The novel received wide critical acclaim internationally. Alex Preston in The Observer called it "an extraordinary meditation on the limits and uses of human knowledge, a heart-breaking love story and a gripping account of one man's psychological disintegration. This is the novel I'd hoped Jonathan Franzen's Freedom would be (but wasn't) — an exploration of the post-9/11 world that is both personal and political, epic and intensely moving". "[T]ackles the big questions…with supreme narrative skill… a masterpiece," wrote Kevin Power in the Irish Sunday Business Post; Amitava Kumar in The New York Times called it "strange and brilliant". "[A] great work…one of the most extraordinary novels I have ever read", said Madeleine Thien in the New Canadian Media; "unsettling and profound…utterly absorbing", said The Guardian; Maggie Fergusson in Intelligent Life called it "astonishing… an intellectual banquet...The ingredients range from philosophy, religion and mathematics to international aid, high finance and carpentry. But the question at its heart is simple: how does knowledge relate to wisdom, happiness and truth? And the story, which ranges from Islamabad to Wall Street and from 9/11 to 2008, is gripping". The Sunday Times called it "an extraordinary achievement". Mint/Wall Street Journal said it was "the finest book written by an Indian subcontinent-origin author". "[A] ground-breaking work of staggering genius", said Open magazine. The Times Literary Supplement called it "among many other things, a beautiful, anguished tirade against narrowness and complacency". Dawn called it "a semantic and linguistic Wonderland". "A virtuoso debut". and "gorgeously written" said Vogue. The Daily Beast wrote of "sentences ramifying and unraveling to bring in more and more ideas… in a way that few still alive can command." On the Dutch television show, De Wereld Draait Door, a panel of critics unanimously praised the book, saying "This is the Great American Novel," "Rahman is one of the great writers of our time" and "This book proves that the novel is not dead but vital and flourishing." "A great and powerful novel," wrote Florence Noiville for Le Monde. In a review for Libération, the broadcaster Kathleen Evin called it "a magnificent book". Les Inrockuptibles described it as "the total novel of our contemporary crises. To plunge into this text, full of digressions yet beautifully maintained, is to embark on a journey through time, space, and inside yourself."

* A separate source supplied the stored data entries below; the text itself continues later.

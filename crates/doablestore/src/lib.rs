//! # doablestore
//!
//! Flat-file entity store for Doable todos and todo-lists.
//!
//! ## Layout
//! - `<root>/todos/<id>.todo`: one JSON object per todo
//! - `<root>/lists/<id>.list`: one JSON object per list
//!
//! Every operation goes straight to disk. Caching lives in `doablecache`.

#![warn(missing_docs)]

mod error;
mod kind;
mod model;
mod storage;

pub use error::{Error, Result};
pub use kind::{Entity, EntityKind};
pub use model::{HiveIcon, Todo, TodoList, NOT_FOUND_LIST_NAME, NO_LIST_NAME};
pub use storage::EntityStore;
//! Doable sync server
//!
//! Serves the todos and lists found under a sync directory over HTTP. The
//! binary in `main.rs` wires configuration, logging and the directory
//! watcher around [`app`].

pub mod api;
pub mod config;
pub mod error;
pub mod frontend;
pub mod logging;

use std::net::SocketAddr;
use std::time::Instant;

use axum::extract::{ConnectInfo, Request};
use axum::middleware::{self, Next};
use axum::response::Response;
use axum::routing::get;
use axum::Router;
use tracing::debug;

pub use api::AppState;
pub use config::{Config, LogLevel};

/// Build the full router: frontend, API and optional access log
pub fn app(state: AppState, config: &Config) -> Router {
    let router = Router::new()
        .route("/", get(frontend::index))
        .merge(api::router(state));

    if config.log_level.enables_request_logging() {
        router.layer(middleware::from_fn(log_requests))
    } else {
        router
    }
}

/// Access log line: `[ip] status - METHOD path in latency`
async fn log_requests(req: Request, next: Next) -> Response {
    let ip = req
        .extensions()
        .get::<ConnectInfo<SocketAddr>>()
        .map(|ConnectInfo(addr)| addr.ip().to_string())
        .unwrap_or_else(|| "-".to_string());
    let method = req.method().clone();
    let path = req.uri().path().to_string();
    let started = Instant::now();

    let response = next.run(req).await;

    debug!(
        "[{}] {} - {} {} in {:?}",
        ip,
        response.status().as_u16(),
        method,
        path,
        started.elapsed()
    );
    response
}
//! Storage engine implementation
//!
//! File layout:
//! - `<root>/todos/<id>.todo`: one todo per file
//! - `<root>/lists/<id>.list`: one list per file
//!
//! Writes go to a hidden `.<id>.<ext>.tmp` sibling first and are renamed over
//! the target, so readers never see a half-written entity.

use std::fs::{self, File};
use std::io::{self, Write};
use std::path::{Path, PathBuf};

use serde::Serialize;
use tracing::{debug, warn};

use crate::error::{Error, Result};
use crate::kind::{Entity, EntityKind};

/// Indentation used for entity files, matching the sync clients
const INDENT: &[u8] = b"\t";

/// EntityStore is the handle on a sync directory
#[derive(Debug, Clone)]
pub struct EntityStore {
    /// Sync root holding one directory per entity kind
    root: PathBuf,
}

impl EntityStore {
    /// Create a store rooted at `root`
    ///
    /// Nothing is touched on disk; call [`EntityStore::ensure_layout`] to
    /// bootstrap the directories.
    pub fn new<P: AsRef<Path>>(root: P) -> Self {
        Self {
            root: root.as_ref().to_path_buf(),
        }
    }

    /// Sync root directory
    pub fn root(&self) -> &Path {
        &self.root
    }

    /// Directory holding entities of `kind`
    pub fn kind_dir(&self, kind: EntityKind) -> PathBuf {
        self.root.join(kind.dir_name())
    }

    /// Create the sync root and every kind directory if missing
    pub fn ensure_layout(&self) -> Result<()> {
        for kind in EntityKind::all() {
            let dir = self.kind_dir(kind);
            fs::create_dir_all(&dir).map_err(|e| Error::io(&dir, e))?;
        }
        Ok(())
    }

    /// Read a single entity by id
    ///
    /// # Returns
    /// * `Err(Error::NotFound)` if no file backs the id
    /// * `Err(Error::Decode)` if the file is not a valid entity
    pub fn read_one<E: Entity>(&self, id: &str) -> Result<E> {
        let path = self.entity_path(E::KIND, id)?;
        let data = fs::read(&path).map_err(|e| match e.kind() {
            io::ErrorKind::NotFound => Error::NotFound {
                kind: E::KIND,
                id: id.to_string(),
            },
            _ => Error::io(&path, e),
        })?;
        decode(&path, &data)
    }

    /// Read every entity of a kind, in directory iteration order
    ///
    /// The first unreadable or undecodable file fails the whole scan; files
    /// removed after the directory listing are skipped.
    pub fn read_all<E: Entity>(&self) -> Result<Vec<E>> {
        let dir = self.kind_dir(E::KIND);
        let entries = fs::read_dir(&dir).map_err(|e| Error::io(&dir, e))?;

        let mut entities = Vec::new();
        for entry in entries {
            let entry = entry.map_err(|e| Error::io(&dir, e))?;
            let path = entry.path();

            if !is_entity_file(&path, E::KIND) {
                debug!(path = %path.display(), "skipping non-entity file");
                continue;
            }

            if let Some(entity) = read_entry(&path)? {
                entities.push(entity);
            }
        }

        if entities.is_empty() {
            warn!(dir = %dir.display(), "no {} files found", E::KIND);
        }

        Ok(entities)
    }

    /// Create or replace an entity's file
    pub fn write_one<E: Entity>(&self, entity: &E) -> Result<()> {
        let path = self.entity_path(E::KIND, entity.id())?;
        let data = encode(entity)?;

        let tmp_path = path.with_file_name(format!(
            ".{}.{}.tmp",
            entity.id(),
            E::KIND.extension()
        ));
        let written = write_file(&tmp_path, &data).and_then(|_| fs::rename(&tmp_path, &path));
        if let Err(e) = written {
            let _ = fs::remove_file(&tmp_path);
            return Err(Error::io(&path, e));
        }

        debug!(kind = %E::KIND, id = entity.id(), "entity written");
        Ok(())
    }

    /// Remove an entity's file
    pub fn delete_one<E: Entity>(&self, id: &str) -> Result<()> {
        let path = self.entity_path(E::KIND, id)?;
        fs::remove_file(&path).map_err(|e| match e.kind() {
            io::ErrorKind::NotFound => Error::NotFound {
                kind: E::KIND,
                id: id.to_string(),
            },
            _ => Error::io(&path, e),
        })?;

        debug!(kind = %E::KIND, id, "entity deleted");
        Ok(())
    }

    /// Check whether an entity file exists
    pub fn exists<E: Entity>(&self, id: &str) -> Result<bool> {
        let path = self.entity_path(E::KIND, id)?;
        Ok(path.is_file())
    }

    fn entity_path(&self, kind: EntityKind, id: &str) -> Result<PathBuf> {
        validate_id(id)?;
        Ok(self
            .kind_dir(kind)
            .join(format!("{}.{}", id, kind.extension())))
    }
}

/// Reject ids that are empty, hidden or would escape the kind directory
///
/// A leading dot covers `.` and `..`; inner dots are fine.
fn validate_id(id: &str) -> Result<()> {
    let bad = id.is_empty() || id.starts_with('.') || id.contains(['/', '\\', '\0']);
    if bad {
        return Err(Error::InvalidId(id.to_string()));
    }
    Ok(())
}

fn is_entity_file(path: &Path, kind: EntityKind) -> bool {
    let hidden = path
        .file_name()
        .and_then(|name| name.to_str())
        .map_or(true, |name| name.starts_with('.'));
    let matches_ext = path
        .extension()
        .and_then(|ext| ext.to_str())
        .is_some_and(|ext| ext == kind.extension());
    !hidden && matches_ext && path.is_file()
}

/// Read one scanned file; `None` if it was removed since the listing
fn read_entry<E: Entity>(path: &Path) -> Result<Option<E>> {
    match fs::read(path) {
        Ok(data) => decode(path, &data).map(Some),
        Err(e) if e.kind() == io::ErrorKind::NotFound => {
            debug!(path = %path.display(), "file vanished during scan, skipping");
            Ok(None)
        }
        Err(e) => Err(Error::io(path, e)),
    }
}

fn decode<E: Entity>(path: &Path, data: &[u8]) -> Result<E> {
    serde_json::from_slice(data).map_err(|source| Error::Decode {
        path: path.to_path_buf(),
        source,
    })
}

fn encode<E: Entity>(entity: &E) -> Result<Vec<u8>> {
    let mut buf = Vec::with_capacity(512);
    let formatter = serde_json::ser::PrettyFormatter::with_indent(INDENT);
    let mut ser = serde_json::Serializer::with_formatter(&mut buf, formatter);
    entity.serialize(&mut ser).map_err(Error::Encode)?;
    buf.push(b'\n');
    Ok(buf)
}

fn write_file(path: &Path, data: &[u8]) -> io::Result<()> {
    let mut file = File::create(path)?;
    file.write_all(data)?;
    file.sync_all()
}

#[cfg(test)]
mod tests {
    use super::*;
    use crate::model::{HiveIcon, Todo, TodoList};
    use tempfile::TempDir;

    fn open() -> (TempDir, EntityStore) {
        let dir = TempDir::new().unwrap();
        let store = EntityStore::new(dir.path().join("sync"));
        store.ensure_layout().unwrap();
        (dir, store)
    }

    fn todo(id: &str, title: &str) -> Todo {
        Todo {
            id: id.to_string(),
            title: title.to_string(),
            creation_date: "2024-03-01T10:00:00.000".to_string(),
            last_modified: "2024-03-01T10:00:00.000".to_string(),
            ..Default::default()
        }
    }

    #[test]
    fn test_ensure_layout() {
        let (_dir, store) = open();
        assert!(store.root().join("todos").is_dir());
        assert!(store.root().join("lists").is_dir());

        // Idempotent
        store.ensure_layout().unwrap();
    }

    #[test]
    fn test_write_and_read_todo() {
        let (_dir, store) = open();
        let mut original = todo("todo-1", "Buy milk");
        original.is_important = true;
        original.list_id = "list-9".to_string();
        original.description = "semi-skimmed".to_string();

        store.write_one(&original).unwrap();
        assert!(store.root().join("todos/todo-1.todo").is_file());

        let read: Todo = store.read_one("todo-1").unwrap();
        assert_eq!(read, original);
    }

    #[test]
    fn test_write_and_read_list() {
        let (_dir, store) = open();
        let original = TodoList {
            id: "list-9".to_string(),
            name: "Groceries".to_string(),
            hive_icon: HiveIcon {
                code_point: 57_344,
                font_family: "MaterialIcons".to_string(),
                match_text_direction: true,
            },
            color: vec![255, 76, 175, 80],
            is_hidden: true,
            ..Default::default()
        };

        store.write_one(&original).unwrap();
        let read: TodoList = store.read_one("list-9").unwrap();
        assert_eq!(read, original);
    }

    #[test]
    fn test_written_file_is_indented() {
        let (_dir, store) = open();
        store.write_one(&todo("todo-1", "Buy milk")).unwrap();

        let text = fs::read_to_string(store.root().join("todos/todo-1.todo")).unwrap();
        assert!(text.starts_with("{\n\t\"id\": \"todo-1\""));
        assert!(text.contains("\n\t\"title\": \"Buy milk\""));
    }

    #[test]
    fn test_overwrite_replaces_content() {
        let (_dir, store) = open();
        store.write_one(&todo("todo-1", "first")).unwrap();
        store.write_one(&todo("todo-1", "second")).unwrap();

        let read: Todo = store.read_one("todo-1").unwrap();
        assert_eq!(read.title, "second");

        // No temp file left behind
        let names: Vec<_> = fs::read_dir(store.kind_dir(EntityKind::Todo))
            .unwrap()
            .map(|e| e.unwrap().file_name())
            .collect();
        assert_eq!(names.len(), 1);
    }

    #[test]
    fn test_read_not_found() {
        let (_dir, store) = open();
        let result = store.read_one::<Todo>("missing");
        assert!(matches!(result, Err(Error::NotFound { kind: EntityKind::Todo, .. })));

        let result = store.read_one::<TodoList>("missing");
        assert!(matches!(result, Err(Error::NotFound { kind: EntityKind::List, .. })));
    }

    #[test]
    fn test_read_invalid_json() {
        let (_dir, store) = open();
        fs::write(store.root().join("todos/bad.todo"), b"{ not json").unwrap();

        let result = store.read_one::<Todo>("bad");
        assert!(matches!(result, Err(Error::Decode { .. })));
    }

    #[test]
    fn test_read_wrong_shape() {
        let (_dir, store) = open();
        fs::write(store.root().join("todos/bad.todo"), br#"{"isCompleted":"yes"}"#).unwrap();

        let result = store.read_one::<Todo>("bad");
        assert!(matches!(result, Err(Error::Decode { .. })));
    }

    #[test]
    fn test_invalid_ids_rejected() {
        let (_dir, store) = open();
        for id in ["", "../secret", "a/b", "a\\b", ".hidden"] {
            let result = store.read_one::<Todo>(id);
            assert!(matches!(result, Err(Error::InvalidId(_))), "id {id:?}");
        }

        for id in ["a..b", "v1.2", "todo-1.backup"] {
            store.write_one(&todo(id, "dotted")).unwrap();
            let read: Todo = store.read_one(id).unwrap();
            assert_eq!(read.id, id);
        }

        let mut bad = todo("x", "t");
        bad.id = "../../etc".to_string();
        assert!(matches!(store.write_one(&bad), Err(Error::InvalidId(_))));
    }

    #[test]
    fn test_read_all_empty() {
        let (_dir, store) = open();
        let todos: Vec<Todo> = store.read_all().unwrap();
        assert!(todos.is_empty());
    }

    #[test]
    fn test_read_all() {
        let (_dir, store) = open();
        for i in 0..3 {
            store.write_one(&todo(&format!("todo-{i}"), "t")).unwrap();
        }

        let mut ids: Vec<String> = store
            .read_all::<Todo>()
            .unwrap()
            .into_iter()
            .map(|t| t.id)
            .collect();
        ids.sort();
        assert_eq!(ids, vec!["todo-0", "todo-1", "todo-2"]);

        // Lists are a separate directory
        assert!(store.read_all::<TodoList>().unwrap().is_empty());
    }

    #[test]
    fn test_read_all_skips_foreign_files() {
        let (_dir, store) = open();
        store.write_one(&todo("todo-1", "t")).unwrap();
        let todos_dir = store.kind_dir(EntityKind::Todo);
        fs::write(todos_dir.join(".todo-2.todo.tmp"), b"partial").unwrap();
        fs::write(todos_dir.join("notes.txt"), b"hello").unwrap();
        fs::create_dir(todos_dir.join("archive")).unwrap();

        let todos: Vec<Todo> = store.read_all().unwrap();
        assert_eq!(todos.len(), 1);
        assert_eq!(todos[0].id, "todo-1");
    }

    #[test]
    fn test_read_entry_vanished_file() {
        let (_dir, store) = open();
        let gone = store.root().join("todos/gone.todo");

        let result = read_entry::<Todo>(&gone).unwrap();
        assert!(result.is_none());

        store.write_one(&todo("here", "t")).unwrap();
        let found = read_entry::<Todo>(&store.root().join("todos/here.todo")).unwrap();
        assert_eq!(found.unwrap().id, "here");
    }

    #[test]
    fn test_read_all_fails_on_bad_file() {
        let (_dir, store) = open();
        store.write_one(&todo("todo-1", "t")).unwrap();
        fs::write(store.root().join("todos/broken.todo"), b"42").unwrap();

        let result = store.read_all::<Todo>();
        assert!(matches!(result, Err(Error::Decode { .. })));
    }

    #[test]
    fn test_read_all_missing_dir() {
        let dir = TempDir::new().unwrap();
        let store = EntityStore::new(dir.path().join("nowhere"));

        let result = store.read_all::<Todo>();
        assert!(matches!(result, Err(Error::Io { .. })));
    }

    #[test]
    fn test_delete() {
        let (_dir, store) = open();
        store.write_one(&todo("todo-1", "t")).unwrap();
        assert!(store.exists::<Todo>("todo-1").unwrap());

        store.delete_one::<Todo>("todo-1").unwrap();
        assert!(!store.exists::<Todo>("todo-1").unwrap());

        let result = store.read_one::<Todo>("todo-1");
        assert!(result.unwrap_err().is_not_found());
    }

    #[test]
    fn test_delete_not_found() {
        let (_dir, store) = open();
        let result = store.delete_one::<TodoList>("missing");
        assert!(matches!(result, Err(Error::NotFound { .. })));
    }
}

Criticisms of In the Light of What We Know include Hannah Harris Green, writing in The Los Angeles Review of Books in a review titled "What Female Characters?" that, while "Rahman has a brilliant mind, capable of understanding many kinds of people. I hope one day he endeavors to try and understand women. Otherwise, for all his uniqueness, he will be yet another respected male author who would rather speak for women than to them."

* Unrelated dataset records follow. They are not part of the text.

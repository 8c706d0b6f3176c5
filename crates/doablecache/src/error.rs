//! Error types for the directory watcher

/// Errors that stop the directory watcher
#[derive(Debug, thiserror::Error)]
pub enum WatchError {
    /// The sync directories could not be created
    #[error("cannot prepare sync directories: {0}")]
    Layout(#[from] doablestore::Error),

    /// The OS notification backend refused a watcher or a watch
    #[error("file notification error: {0}")]
    Notify(#[from] notify::Error),

    /// The initial directory walk failed
    #[error("cannot walk sync directory: {0}")]
    Walk(#[from] walkdir::Error),

    /// The notification channel closed; freshness can no longer be guaranteed
    #[error("file notification channel closed")]
    ChannelClosed,

    /// The watch loop task panicked or was aborted
    #[error("watch task failed: {0}")]
    Task(#[from] tokio::task::JoinError),
}
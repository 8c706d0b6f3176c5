//! Todo and TodoList records as written by the Doable sync clients

use serde::{Deserialize, Serialize};

use crate::kind::{Entity, EntityKind};

/// List name reported for a todo without a list
pub const NO_LIST_NAME: &str = "No list";

/// List name reported when a todo points at a list that does not exist
pub const NOT_FOUND_LIST_NAME: &str = "Not found";

/// A todo item, one `.todo` file
#[derive(Debug, Clone, Default, PartialEq, Eq, Serialize, Deserialize)]
#[serde(rename_all = "camelCase", default)]
pub struct Todo {
    /// Stable id, assigned at creation
    pub id: String,
    /// Creation timestamp
    pub creation_date: String,
    /// Title
    pub title: String,
    /// Starred by the user
    pub is_important: bool,
    /// Done
    pub is_completed: bool,
    /// Last modification timestamp
    pub last_modified: String,
    /// Set by the client once it has pushed the todo
    pub had_initial_sync: bool,
    /// Owning list id, empty when unassigned
    pub list_id: String,
    /// Recurrence already spawned for this todo
    pub has_recurred: bool,
    /// Completion timestamp, round-tripped as-is
    pub completed_date: String,
    /// Free-form notes
    pub description: String,
}

impl Todo {
    /// Name of this todo's list among `lists`
    ///
    /// Returns [`NO_LIST_NAME`] when the todo has no list and
    /// [`NOT_FOUND_LIST_NAME`] when its list id matches nothing.
    pub fn list_name<'a, I>(&self, lists: I) -> String
    where
        I: IntoIterator<Item = &'a TodoList>,
    {
        if self.list_id.is_empty() {
            return NO_LIST_NAME.to_string();
        }
        lists
            .into_iter()
            .find(|list| list.id == self.list_id)
            .map(|list| list.name.clone())
            .unwrap_or_else(|| NOT_FOUND_LIST_NAME.to_string())
    }
}

impl Entity for Todo {
    const KIND: EntityKind = EntityKind::Todo;

    fn id(&self) -> &str {
        &self.id
    }
}

/// Icon descriptor used by the Flutter client
#[derive(Debug, Clone, Default, PartialEq, Eq, Serialize, Deserialize)]
#[serde(rename_all = "camelCase", default)]
pub struct HiveIcon {
    /// Glyph code point
    pub code_point: i64,
    /// Icon font family
    pub font_family: String,
    /// Mirror for right-to-left text
    pub match_text_direction: bool,
}

/// A todo list, one `.list` file
#[derive(Debug, Clone, Default, PartialEq, Eq, Serialize, Deserialize)]
#[serde(rename_all = "camelCase", default)]
pub struct TodoList {
    /// Stable id
    pub id: String,
    /// Display name
    pub name: String,
    /// Icon in its normal state
    pub hive_icon: HiveIcon,
    /// Icon when the list is selected
    pub selected_hive_icon: HiveIcon,
    /// Creation timestamp
    pub creation_date: String,
    /// Last modification timestamp
    pub last_modified: String,
    /// Set by the client once it has pushed the list
    pub had_initial_sync: bool,
    /// Color components as the client stores them
    pub color: Vec<i64>,
    /// Hidden from the sidebar
    pub is_hidden: bool,
}

impl Entity for TodoList {
    const KIND: EntityKind = EntityKind::List;

    fn id(&self) -> &str {
        &self.id
    }
}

"In the Light of What We Know appeared in several lists of best books for 2014, including in The Observer, The Times Literary Supplement, Slate, Kirkus Reviews, NPR, The Daily Telegraph, The Atlantic, Barnes and Noble Review and The New Yorker. Selecting it as one of three great novels she read in 2014, the critic Wendy Lesser wrote that the novel reminded her of Joseph Conrad because of "the layers of narrators (there are two) and the contemplative weave of politics and fiction…The characters' complicated lives, which are at the foreground of the book, persuasively justify everything." Philip French described it as "dazzling… what Henry James called a 'large, loose, baggy monster' — but for our century." Rebecca Mead of The New Yorker wrote that the novel was "talky and intellectual, while also unfolding a riveting drama: a deeply satisfying book," and that it was "a 21st-century novel written with the ambition of scope of a 19th-century novel, and bearing the seriousness of purpose of a 20th-century one."

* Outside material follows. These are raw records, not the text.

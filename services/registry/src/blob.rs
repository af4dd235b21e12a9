//! Blob and upload session responses

use axum::body::Body;
use axum::http::{HeaderMap, StatusCode, header};
use axum::response::{IntoResponse, Response};
use bytes::Bytes;

use crate::api::{DOCKER_CONTENT_DIGEST, DOCKER_UPLOAD_UUID, finish};
use crate::backend::{Backend, UploadStatus};
use crate::descriptor::Descriptor;
use crate::digest::Digest;
use crate::error::{RegistryError, RegistryResult};
use crate::request::API_PREFIX;

/// Get a blob, honouring a `Range` header
pub(crate) async fn get(
    backend: &dyn Backend,
    repo: &str,
    digest: &Digest,
    headers: &HeaderMap,
) -> RegistryResult<Response> {
    let content = backend.get_blob(repo, digest).await?;
    let size = content.descriptor.size;

    let range = headers
        .get(header::RANGE)
        .and_then(|value| value.to_str().ok())
        .map(|value| parse_range(value, size))
        .transpose()?
        .flatten();

    let builder = Response::builder()
        .header(header::CONTENT_TYPE, &content.descriptor.media_type)
        .header(DOCKER_CONTENT_DIGEST, digest.to_string())
        .header(header::ACCEPT_RANGES, "bytes");

    match range {
        Some((start, end)) => {
            let data = content.data.slice(start as usize..=end as usize);
            let builder = builder
                .status(StatusCode::PARTIAL_CONTENT)
                .header(header::CONTENT_LENGTH, data.len())
                .header(header::CONTENT_RANGE, format!("bytes {start}-{end}/{size}"));
            finish(builder, data)
        }
        None => {
            let builder = builder
                .status(StatusCode::OK)
                .header(header::CONTENT_LENGTH, size);
            finish(builder, content.data)
        }
    }
}

/// Check if a blob exists
pub(crate) async fn head(
    backend: &dyn Backend,
    repo: &str,
    digest: &Digest,
) -> RegistryResult<Response> {
    let descriptor = backend.resolve_blob(repo, digest).await?;
    let builder = Response::builder()
        .status(StatusCode::OK)
        .header(header::CONTENT_TYPE, &descriptor.media_type)
        .header(header::CONTENT_LENGTH, descriptor.size)
        .header(DOCKER_CONTENT_DIGEST, descriptor.digest.to_string());
    finish(builder, Body::empty())
}

/// Delete a blob
pub(crate) async fn delete(
    backend: &dyn Backend,
    repo: &str,
    digest: &Digest,
) -> RegistryResult<Response> {
    backend.delete_blob(repo, digest).await?;
    Ok(StatusCode::ACCEPTED.into_response())
}

/// Start a blob upload session
pub(crate) async fn start_upload(backend: &dyn Backend, repo: &str) -> RegistryResult<Response> {
    let status = backend.start_upload(repo).await?;
    upload_response(StatusCode::ACCEPTED, &status)
}

/// Upload a whole blob in one request
pub(crate) async fn upload_blob(
    backend: &dyn Backend,
    repo: &str,
    digest: &Digest,
    body: Bytes,
) -> RegistryResult<Response> {
    let descriptor = backend.push_blob(repo, digest, body).await?;
    created(repo, &descriptor)
}

/// Mount a blob from another repository
///
/// When the source blob is missing and `fallback` is set, an ordinary upload
/// session is opened instead.
pub(crate) async fn mount(
    backend: &dyn Backend,
    repo: &str,
    from: &str,
    digest: &Digest,
    fallback: bool,
) -> RegistryResult<Response> {
    match backend.mount_blob(from, repo, digest).await {
        Ok(descriptor) => created(repo, &descriptor),
        Err(RegistryError::BlobUnknown(_)) if fallback => {
            tracing::debug!(%from, %digest, "mount source missing, opening upload session");
            start_upload(backend, repo).await
        }
        Err(err) => Err(err),
    }
}

/// Report the progress of an upload session
pub(crate) async fn upload_info(
    backend: &dyn Backend,
    repo: &str,
    id: &str,
) -> RegistryResult<Response> {
    let status = backend.upload_info(repo, id).await?;
    upload_response(StatusCode::NO_CONTENT, &status)
}

/// Append a chunk to an upload session
pub(crate) async fn upload_chunk(
    backend: &dyn Backend,
    repo: &str,
    id: &str,
    headers: &HeaderMap,
    body: Bytes,
) -> RegistryResult<Response> {
    let offset = chunk_offset(headers, body.len())?;
    let status = backend.upload_chunk(repo, id, offset, body).await?;
    upload_response(StatusCode::ACCEPTED, &status)
}

/// Complete an upload session, with an optional final chunk
pub(crate) async fn complete_upload(
    backend: &dyn Backend,
    repo: &str,
    id: &str,
    digest: &Digest,
    headers: &HeaderMap,
    body: Bytes,
) -> RegistryResult<Response> {
    let offset = chunk_offset(headers, body.len())?;
    let descriptor = backend
        .complete_upload(repo, id, digest, offset, body)
        .await?;
    created(repo, &descriptor)
}

/// Cancel a blob upload
pub(crate) async fn cancel_upload(
    backend: &dyn Backend,
    repo: &str,
    id: &str,
) -> RegistryResult<Response> {
    backend.cancel_upload(repo, id).await?;
    Ok(StatusCode::NO_CONTENT.into_response())
}

fn created(repo: &str, descriptor: &Descriptor) -> RegistryResult<Response> {
    let builder = Response::builder()
        .status(StatusCode::CREATED)
        .header(
            header::LOCATION,
            format!("{API_PREFIX}/{repo}/blobs/{}", descriptor.digest),
        )
        .header(header::CONTENT_LENGTH, 0)
        .header(DOCKER_CONTENT_DIGEST, descriptor.digest.to_string());
    finish(builder, Body::empty())
}

fn upload_response(status: StatusCode, upload: &UploadStatus) -> RegistryResult<Response> {
    let builder = Response::builder()
        .status(status)
        .header(
            header::LOCATION,
            format!("{API_PREFIX}/{}/blobs/uploads/{}", upload.repo, upload.id),
        )
        .header(header::RANGE, format!("0-{}", upload.offset.saturating_sub(1)))
        .header(header::CONTENT_LENGTH, 0)
        .header(DOCKER_UPLOAD_UUID, &upload.id);
    finish(builder, Body::empty())
}

/// Parse a `Range: bytes=start-[end]` header against content of `size`
/// bytes.
///
/// Headers in any other form are ignored.
fn parse_range(value: &str, size: u64) -> RegistryResult<Option<(u64, u64)>> {
    let Some((start, end)) = value
        .trim()
        .strip_prefix("bytes=")
        .and_then(|range| range.split_once('-'))
    else {
        return Ok(None);
    };

    let Ok(start) = start.trim().parse::<u64>() else {
        return Ok(None);
    };
    if start >= size {
        return Err(RegistryError::RangeNotSatisfiable { size });
    }

    let end = match end.trim() {
        "" => size - 1,
        end => match end.parse::<u64>() {
            Ok(end) if end >= start => end.min(size - 1),
            Ok(_) => return Err(RegistryError::RangeNotSatisfiable { size }),
            Err(_) => return Ok(None),
        },
    };
    Ok(Some((start, end)))
}

/// Work out where a chunk claims to start from its `Content-Range` header.
///
/// The range is inclusive, and must cover exactly the `len` bytes sent.
fn chunk_offset(headers: &HeaderMap, len: usize) -> RegistryResult<Option<u64>> {
    let Some(value) = headers.get(header::CONTENT_RANGE) else {
        return Ok(None);
    };
    if len == 0 {
        return Ok(None);
    }

    let value = value
        .to_str()
        .map_err(|_| RegistryError::BlobUploadInvalid("unreadable Content-Range".into()))?;
    let range = value.trim();
    let range = range.strip_prefix("bytes ").unwrap_or(range);
    let (start, end) = range
        .split_once('-')
        .and_then(|(start, end)| Some((start.parse::<u64>().ok()?, end.parse::<u64>().ok()?)))
        .ok_or_else(|| RegistryError::BlobUploadInvalid(format!("bad Content-Range: {value}")))?;

    if end < start || end - start + 1 != len as u64 {
        return Err(RegistryError::ChunkRangeMismatch {
            start,
            end,
            len: len as u64,
        });
    }
    Ok(Some(start))
}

In the Light of What We Know earned Rahman the James Tait Black Memorial Prize, Britain's oldest literary prize. It was long-listed for the Orwell Prize 2015, the Guardian First Book award 2014, the Authors' Club Best First Novel Award 2015, shortlisted for the Goldsmiths Prize 2014 and nominated for the Folio Prize 2015. Rahman was shortlisted for the New Writer of the Year award at the UK National Book Awards 2014. The novel won the inaugural International Ranald McDonald Prize 2016.